La cinta blanca contiene las escenas más brutales que uno ha visto en mucho tiempo, sin sangre, y sin chirridos: sólo personas que hablan, que amenazan, que sostienen la mirada con lágrimas en los ojos, planeando la venganza. Personajes llenos de odio, de agravios, que se reúnen hipócritamente en la fiesta del fin de la cosecha, o en la iglesia, los domingos y fiestas de guardar. Una sociedad entera resumida en un pueblo; la humanidad entera, resumida en un puñado de personajes. Haneke es el gran nihilista del cine actual. Al final, en todas sus películas, el ser humano queda como un animal muy poco recomendable, insolidario y cruel, egoísta y dañino. Prescindible y vacío.

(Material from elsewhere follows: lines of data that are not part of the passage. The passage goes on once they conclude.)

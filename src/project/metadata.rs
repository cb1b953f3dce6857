//! Item metadata tables and reserved (well-known) metadata

use crate::project::fs::{normalize_separators, resolve, FileSystem};
use chrono::{DateTime, Local};
use std::path::Path;
use std::time::SystemTime;

/// Metadata computed from the item spec; never stored, never settable
pub const RESERVED_METADATA: &[&str] = &[
    "FullPath",
    "RootDir",
    "Filename",
    "Extension",
    "RelativeDir",
    "Directory",
    "RecursiveDir",
    "Identity",
    "ModifiedTime",
    "CreatedTime",
    "AccessedTime",
];

pub fn is_reserved(name: &str) -> bool {
    RESERVED_METADATA
        .iter()
        .any(|reserved| reserved.eq_ignore_ascii_case(name))
}

/// One custom metadata entry
#[derive(Debug, Clone, PartialEq)]
pub struct MetadataEntry {
    pub name: String,
    /// Unevaluated text as written in the project
    pub raw: String,
    /// Evaluated, escaped value
    pub value: String,
}

/// Ordered, case-insensitive metadata table
#[derive(Debug, Clone, Default, PartialEq)]
pub struct MetadataTable {
    entries: Vec<MetadataEntry>,
}

impl MetadataTable {
    pub fn new() -> Self {
        Self::default()
    }

    pub fn get(&self, name: &str) -> Option<&MetadataEntry> {
        self.entries
            .iter()
            .find(|m| m.name.eq_ignore_ascii_case(name))
    }

    /// Escaped value of a custom metadata entry
    pub fn value(&self, name: &str) -> Option<&str> {
        self.get(name).map(|m| m.value.as_str())
    }

    pub fn contains(&self, name: &str) -> bool {
        self.get(name).is_some()
    }

    /// Insert or replace an entry, keeping the original position on replace
    pub fn set(&mut self, name: impl Into<String>, raw: impl Into<String>, value: impl Into<String>) {
        let entry = MetadataEntry {
            name: name.into(),
            raw: raw.into(),
            value: value.into(),
        };
        match self
            .entries
            .iter_mut()
            .find(|m| m.name.eq_ignore_ascii_case(&entry.name))
        {
            Some(existing) => *existing = entry,
            None => self.entries.push(entry),
        }
    }

    pub fn remove(&mut self, name: &str) -> bool {
        let before = self.entries.len();
        self.entries.retain(|m| !m.name.eq_ignore_ascii_case(name));
        before != self.entries.len()
    }

    /// Add entries from `defaults` that this table does not define
    pub fn apply_defaults(&mut self, defaults: &MetadataTable) {
        for entry in &defaults.entries {
            if !self.contains(&entry.name) {
                self.entries.push(entry.clone());
            }
        }
    }

    pub fn iter(&self) -> impl Iterator<Item = &MetadataEntry> {
        self.entries.iter()
    }

    pub fn names(&self) -> impl Iterator<Item = &str> {
        self.entries.iter().map(|m| m.name.as_str())
    }

    pub fn len(&self) -> usize {
        self.entries.len()
    }

    pub fn is_empty(&self) -> bool {
        self.entries.is_empty()
    }
}

/// Compute a reserved metadata value from an (unescaped) item spec.
///
/// Returns `None` when `name` is not reserved. Paths are resolved against
/// `project_dir`; timestamps are empty for files that do not exist.
pub fn reserved_value(
    name: &str,
    spec: &str,
    recursive_dir: &str,
    project_dir: &Path,
    fs: &dyn FileSystem,
) -> Option<String> {
    let name = RESERVED_METADATA
        .iter()
        .find(|reserved| reserved.eq_ignore_ascii_case(name))?;

    let spec_path = Path::new(spec);
    let full = resolve(project_dir, spec);
    let ends_with_separator = spec.ends_with('/') || spec.ends_with('\\');

    let value = match *name {
        "FullPath" => full.to_string_lossy().into_owned(),
        "RootDir" => full
            .ancestors()
            .last()
            .map(|root| root.to_string_lossy().into_owned())
            .unwrap_or_default(),
        "Filename" if ends_with_separator => String::new(),
        "Filename" => spec_path
            .file_stem()
            .map(|s| s.to_string_lossy().into_owned())
            .unwrap_or_default(),
        "Extension" if ends_with_separator => String::new(),
        "Extension" => spec_path
            .extension()
            .map(|e| format!(".{}", e.to_string_lossy()))
            .unwrap_or_default(),
        "RelativeDir" => match spec.rfind(['/', '\\']) {
            Some(idx) => spec[..=idx].to_string(),
            None => String::new(),
        },
        "Directory" => {
            let dir = if ends_with_separator {
                full.clone()
            } else {
                full.parent().map(Path::to_path_buf).unwrap_or_default()
            };
            let dir = normalize_separators(&dir.to_string_lossy());
            let dir = dir.trim_start_matches('/');
            if dir.is_empty() {
                String::new()
            } else {
                format!("{}/", dir.trim_end_matches('/'))
            }
        }
        "RecursiveDir" => recursive_dir.to_string(),
        "Identity" => spec.to_string(),
        "ModifiedTime" => format_time(fs.modified(&full)),
        "CreatedTime" => format_time(fs.created(&full)),
        "AccessedTime" => format_time(fs.accessed(&full)),
        _ => return None,
    };
    Some(value)
}

/// `yyyy-MM-dd HH:mm:ss.fffffff` in local time, or empty
fn format_time(time: Option<SystemTime>) -> String {
    match time {
        Some(time) => {
            let local: DateTime<Local> = time.into();
            format!(
                "{}.{:07}",
                local.format("%Y-%m-%d %H:%M:%S"),
                local.timestamp_subsec_nanos() / 100
            )
        }
        None => String::new(),
    }
}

La cinta blanca ha sido la última película de mis treinta y tantos años. Hoy cumplo 39 años y 364 días. Ha estado bien terminar este período con una obra maestra. Es el bonito colofón a una década no tan bonita para el amor y los sueños. Hace dos lustros yo no escribía este diario, así que no puedo saber con qué película cerré aquella década, tampoco gloriosa, ni torrencial, ni aventurera, ni sexualmente triunfante, pero sí, al menos, más feliz que esta última, como supongo que es la norma general.